The North Korean economy has returned to growth in 2023, emerging from a three-year recession, Seoul said on Friday. According to the South Korean central bank (BOK), North Korea’s GDP grew by 3.1% last year.
North Korea has had a string of years of recession with a GDP down 0.2% in 2022, 0.1% a year earlier and above all a collapse of 4.5% in 2020, due to the Covid 19 pandemic. The icing on the cake for Kim Jong-un is that the country is said to have achieved its best performance since 2016 last year.
Agriculture still lagging behind
The recovery of the North Korean economy would affect all branches of activity, according to the BOK, which publishes each year these estimates which are considered the most reliable on the economic health of Pyongyang. The North Korean regime does not publish official data.
According to figures released by Seoul, manufacturing output grew by 4.9%, its fastest pace in seven years. This performance was made possible by, in particular, the production of metal products and wigs. The service sector also grew by 1.7% last year, faster than the 1.0% increase the year before. Construction is also doing better as Kim Jong-un regularly takes centre stage at the inauguration of new real estate complexes: activity jumped by 8.2% (2.2% a year earlier) thanks in particular to the construction of residential buildings.
As for the agricultural sector, although it is lagging behind, it has also seen a spectacular recovery with an increase of 1%, far from the 2.1% fall recorded in 2022.
North Korean exports more than double
The improvement is also noticeable in the foreign trade of the hermit country, which remains hit by UN sanctions. Pyongyang’s exports more than doubled to reach $330 million in 2023 while imports increased by 71% to reach $2.44 billion. In detail, Pyongyang would have mainly sold shoes, hats and bags and bought primarily fertilizers and plastic products.

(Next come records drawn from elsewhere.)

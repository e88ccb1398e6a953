//! Static metadata field schema
//!
//! One table describes every editable field: its label, type, which asset
//! kinds carry it, and whether leaving it empty is an error or a warning.
//! Classification, field editing and the CLI all read from it.

use crate::types::{AssetKind, AssetMetadata, Category, TextureSize, Tier};
use maskforge_core::{ForgeError, Result};
use std::fmt;

/// Value type of a metadata field
#[derive(Debug, Clone, Copy, PartialEq, Eq)]
pub enum FieldType {
    Text,
    Bool,
    Float,
    Tier,
    Category,
    TextureSize,
}

impl FieldType {
    pub fn type_name(&self) -> &'static str {
        match self {
            FieldType::Text => "text",
            FieldType::Bool => "bool",
            FieldType::Float => "float",
            FieldType::Tier => "tier",
            FieldType::Category => "category",
            FieldType::TextureSize => "texture size",
        }
    }
}

/// What an empty value means for release readiness
#[derive(Debug, Clone, Copy, PartialEq, Eq)]
pub enum Requirement {
    /// Empty forces an error
    Critical,
    /// Empty forces a warning
    Desired,
    Optional,
}

/// Schema entry for one field
#[derive(Debug, Clone, Copy)]
pub struct FieldSpec {
    pub name: &'static str,
    pub label: &'static str,
    pub tooltip: Option<&'static str>,
    pub field_type: FieldType,
    pub on_mask: bool,
    pub on_combo: bool,
    pub requirement: Requirement,
}

impl FieldSpec {
    pub fn applies_to(&self, kind: AssetKind) -> bool {
        match kind {
            AssetKind::Mask => self.on_mask,
            AssetKind::Combo => self.on_combo,
        }
    }

    pub fn is_critical_for(&self, kind: AssetKind) -> bool {
        self.applies_to(kind) && self.requirement == Requirement::Critical
    }

    pub fn is_desired_for(&self, kind: AssetKind) -> bool {
        self.applies_to(kind) && self.requirement == Requirement::Desired
    }

    /// Allowed values for enumerated fields
    pub fn choices(&self) -> Vec<String> {
        match self.field_type {
            FieldType::Tier => (1..=3).map(|t| t.to_string()).collect(),
            FieldType::Category => Category::ALL.iter().map(|c| c.to_string()).collect(),
            FieldType::TextureSize => TextureSize::choices().map(|s| s.get().to_string()).collect(),
            FieldType::Bool => vec!["true".to_string(), "false".to_string()],
            _ => Vec::new(),
        }
    }
}

const fn spec(
    name: &'static str,
    label: &'static str,
    tooltip: Option<&'static str>,
    field_type: FieldType,
    on_combo: bool,
    requirement: Requirement,
) -> FieldSpec {
    FieldSpec {
        name,
        label,
        tooltip,
        field_type,
        on_mask: true,
        on_combo,
        requirement,
    }
}

/// Every editable field, in display order. `uuid` is deliberately absent.
pub static FIELDS: &[FieldSpec] = &[
    spec("name", "Pretty Name", None, FieldType::Text, true, Requirement::Critical),
    spec("description", "Description", None, FieldType::Text, true, Requirement::Critical),
    spec("author", "Author", None, FieldType::Text, true, Requirement::Critical),
    spec(
        "tags",
        "Tags",
        Some("Comma separated list of tags."),
        FieldType::Text,
        true,
        Requirement::Critical,
    ),
    spec(
        "category",
        "Category",
        Some("The area of the face the mask covers."),
        FieldType::Category,
        false,
        Requirement::Critical,
    ),
    spec(
        "tier",
        "Tier (1,2 or 3)",
        Some("The tier of the mask.\nTier 1 is most expensive, 3 is least expensive."),
        FieldType::Tier,
        true,
        Requirement::Critical,
    ),
    spec(
        "depth_head",
        "Depth Head",
        Some("Whether this mask needs a depth occlusion head added."),
        FieldType::Bool,
        false,
        Requirement::Optional,
    ),
    spec(
        "is_morph",
        "Morph Mask",
        Some("This FBX is a morph FBX"),
        FieldType::Bool,
        false,
        Requirement::Optional,
    ),
    spec(
        "is_vip",
        "V.I.P. Mask",
        Some("VIP mask for a specific streamer."),
        FieldType::Bool,
        true,
        Requirement::Optional,
    ),
    spec(
        "is_intro",
        "Intro Animation",
        Some("This mask is used as an intro or outro animation."),
        FieldType::Bool,
        true,
        Requirement::Optional,
    ),
    spec(
        "release_with_plugin",
        "Release With Plugin",
        None,
        FieldType::Bool,
        true,
        Requirement::Optional,
    ),
    spec(
        "do_not_release",
        "DO NOT RELEASE",
        Some("Check this box if the public should never see this."),
        FieldType::Bool,
        true,
        Requirement::Optional,
    ),
    spec("texture_max", "Max Texture Size", None, FieldType::TextureSize, true, Requirement::Optional),
    spec("intro_fade_time", "Intro Fade Time", None, FieldType::Float, true, Requirement::Optional),
    spec("intro_duration", "Intro Duration", None, FieldType::Float, true, Requirement::Optional),
    spec("license", "License", None, FieldType::Text, true, Requirement::Desired),
    spec("website", "Website", None, FieldType::Text, true, Requirement::Desired),
];

/// Look up a field's schema entry
pub fn field(name: &str) -> Option<&'static FieldSpec> {
    FIELDS.iter().find(|f| f.name == name)
}

/// Fields carried by the given asset kind, in display order
pub fn fields_for(kind: AssetKind) -> impl Iterator<Item = &'static FieldSpec> {
    FIELDS.iter().filter(move |f| f.applies_to(kind))
}

/// A typed field value read from metadata
#[derive(Debug, Clone, PartialEq)]
pub enum FieldValue {
    Text(String),
    Bool(bool),
    Float(f32),
    Tier(Option<Tier>),
    Category(Option<Category>),
    TextureSize(TextureSize),
}

impl FieldValue {
    /// Whether the value counts as "not filled in"
    pub fn is_empty(&self) -> bool {
        match self {
            FieldValue::Text(s) => s.trim().is_empty(),
            FieldValue::Tier(t) => t.is_none(),
            FieldValue::Category(c) => c.is_none(),
            FieldValue::Bool(_) | FieldValue::Float(_) | FieldValue::TextureSize(_) => false,
        }
    }
}

impl fmt::Display for FieldValue {
    fn fmt(&self, f: &mut fmt::Formatter<'_>) -> fmt::Result {
        match self {
            FieldValue::Text(s) => f.write_str(s),
            FieldValue::Bool(b) => write!(f, "{}", b),
            FieldValue::Float(v) => write!(f, "{}", v),
            FieldValue::Tier(Some(t)) => write!(f, "{}", t.get()),
            FieldValue::Category(Some(c)) => write!(f, "{}", c),
            FieldValue::Tier(None) | FieldValue::Category(None) => Ok(()),
            FieldValue::TextureSize(s) => write!(f, "{}", s.get()),
        }
    }
}

fn parse_bool(field: &str, raw: &str) -> Result<bool> {
    match raw.trim().to_ascii_lowercase().as_str() {
        "true" | "1" | "yes" | "on" => Ok(true),
        "false" | "0" | "no" | "off" => Ok(false),
        other => Err(ForgeError::invalid_field(
            field,
            format!("expected true or false, got '{}'", other),
        )),
    }
}

fn parse_float(field: &str, raw: &str) -> Result<f32> {
    let value: f32 = raw
        .trim()
        .parse()
        .map_err(|_| ForgeError::invalid_field(field, format!("'{}' is not a number", raw)))?;
    if !value.is_finite() || value < 0.0 {
        return Err(ForgeError::invalid_field(
            field,
            format!("must be a non-negative number, got {}", value),
        ));
    }
    Ok(value)
}

fn parse_optional<T>(raw: &str, parse: impl FnOnce(&str) -> Result<T>) -> Result<Option<T>> {
    if raw.trim().is_empty() {
        Ok(None)
    } else {
        parse(raw).map(Some)
    }
}

impl AssetMetadata {
    /// Read a field by schema name
    pub fn field_value(&self, name: &str) -> Result<FieldValue> {
        let value = match name {
            "name" => FieldValue::Text(self.name.clone()),
            "description" => FieldValue::Text(self.description.clone()),
            "author" => FieldValue::Text(self.author.clone()),
            "tags" => FieldValue::Text(self.tags.clone()),
            "category" => FieldValue::Category(self.category),
            "tier" => FieldValue::Tier(self.tier),
            "depth_head" => FieldValue::Bool(self.depth_head),
            "is_morph" => FieldValue::Bool(self.is_morph),
            "is_vip" => FieldValue::Bool(self.is_vip),
            "is_intro" => FieldValue::Bool(self.is_intro),
            "release_with_plugin" => FieldValue::Bool(self.release_with_plugin),
            "do_not_release" => FieldValue::Bool(self.do_not_release),
            "texture_max" => FieldValue::TextureSize(self.texture_max),
            "intro_fade_time" => FieldValue::Float(self.intro_fade_time),
            "intro_duration" => FieldValue::Float(self.intro_duration),
            "license" => FieldValue::Text(self.license.clone()),
            "website" => FieldValue::Text(self.website.clone()),
            "uuid" => FieldValue::Text(self.uuid().to_string()),
            other => return Err(ForgeError::UnknownField(other.to_string())),
        };
        Ok(value)
    }

    /// Parse `raw` according to the field's schema type and store it.
    ///
    /// Malformed input fails with `InvalidField` and leaves the metadata
    /// untouched. `uuid` can never be set.
    pub fn set_field(&mut self, name: &str, raw: &str) -> Result<()> {
        if name == "uuid" {
            return Err(ForgeError::Identity(format!(
                "uuid {} is assigned once and cannot be changed",
                self.uuid()
            )));
        }
        let spec = field(name).ok_or_else(|| ForgeError::UnknownField(name.to_string()))?;
        if !spec.applies_to(self.kind) {
            return Err(ForgeError::invalid_field(
                name,
                format!("not available on a {}", self.kind),
            ));
        }

        match name {
            "name" => self.name = raw.to_string(),
            "description" => self.description = raw.to_string(),
            "author" => self.author = raw.to_string(),
            "tags" => self.tags = raw.to_string(),
            "license" => self.license = raw.to_string(),
            "website" => self.website = raw.to_string(),
            "category" => {
                self.category = parse_optional(raw, |s| {
                    Category::parse(s).ok_or_else(|| {
                        ForgeError::invalid_field(
                            name,
                            format!("'{}' is not one of {:?}", s.trim(), spec.choices()),
                        )
                    })
                })?
            }
            "tier" => {
                self.tier = parse_optional(raw, |s| {
                    let n: u8 = s.trim().parse().map_err(|_| {
                        ForgeError::invalid_field(name, format!("'{}' is not a tier", s.trim()))
                    })?;
                    Tier::try_from(n).map_err(|e| ForgeError::invalid_field(name, e))
                })?
            }
            "texture_max" => {
                let n: u32 = raw.trim().parse().map_err(|_| {
                    ForgeError::invalid_field(name, format!("'{}' is not a size", raw.trim()))
                })?;
                self.texture_max =
                    TextureSize::try_from(n).map_err(|e| ForgeError::invalid_field(name, e))?;
            }
            "depth_head" => self.depth_head = parse_bool(name, raw)?,
            "is_morph" => self.is_morph = parse_bool(name, raw)?,
            "is_vip" => self.is_vip = parse_bool(name, raw)?,
            "is_intro" => self.is_intro = parse_bool(name, raw)?,
            "release_with_plugin" => self.release_with_plugin = parse_bool(name, raw)?,
            "do_not_release" => self.do_not_release = parse_bool(name, raw)?,
            "intro_fade_time" => self.intro_fade_time = parse_float(name, raw)?,
            "intro_duration" => self.intro_duration = parse_float(name, raw)?,
            other => return Err(ForgeError::UnknownField(other.to_string())),
        }
        Ok(())
    }

    /// Whether a schema field is unfilled on this metadata
    pub fn is_field_empty(&self, name: &str) -> bool {
        self.field_value(name).map(|v| v.is_empty()).unwrap_or(true)
    }
}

According to BOK national accounts officials, this increase in trade is largely due to the easing, in early 2023, of cross-border restrictions that had been put in place with Covid. “Although economic sanctions against North Korea continue, Covid-19-related controls have been relaxed and foreign trade with China has increased,” they said in presenting these results. Because at the same time, inter-Korean trade has fallen to zero.
However, the improvement in North Korea’s foreign trade situation should be put into perspective. While it has almost returned to the level it was at before the pandemic, it is still a long way from what it was at the beginning of the 2010s.
A rebound that risks being temporary
Overall, the situation in North Korea remains very fragile. “Most experts believe that the 2023 rebound is temporary,” the BOK emphasizes. On the one hand, the situation in the agricultural sector remains fragile, as the recent visit by the FAO Director-General seems to show. But also the recent statements by Kim Jong-un emphasizing that the failure to provide the population with basic necessities, including food, constituted a “serious political problem.”
On the other hand, Seoul admits, it is still difficult to anticipate the impact that a greater proximity of the North Korean regime with Moscow could have, while last year, Pyongyang’s main partner remained Beijing, which accounted for 93% of trade. “North Korea may obtain things in exchange for the provision of military supplies to Russia,” explains the BOK, evoking the possibility of seeing Moscow carry out technology transfers in the fields of defense and aviation. But also by promoting tourism between the two countries and by resorting more to North Korean labor, a traditional source of foreign currency for Pyongyang.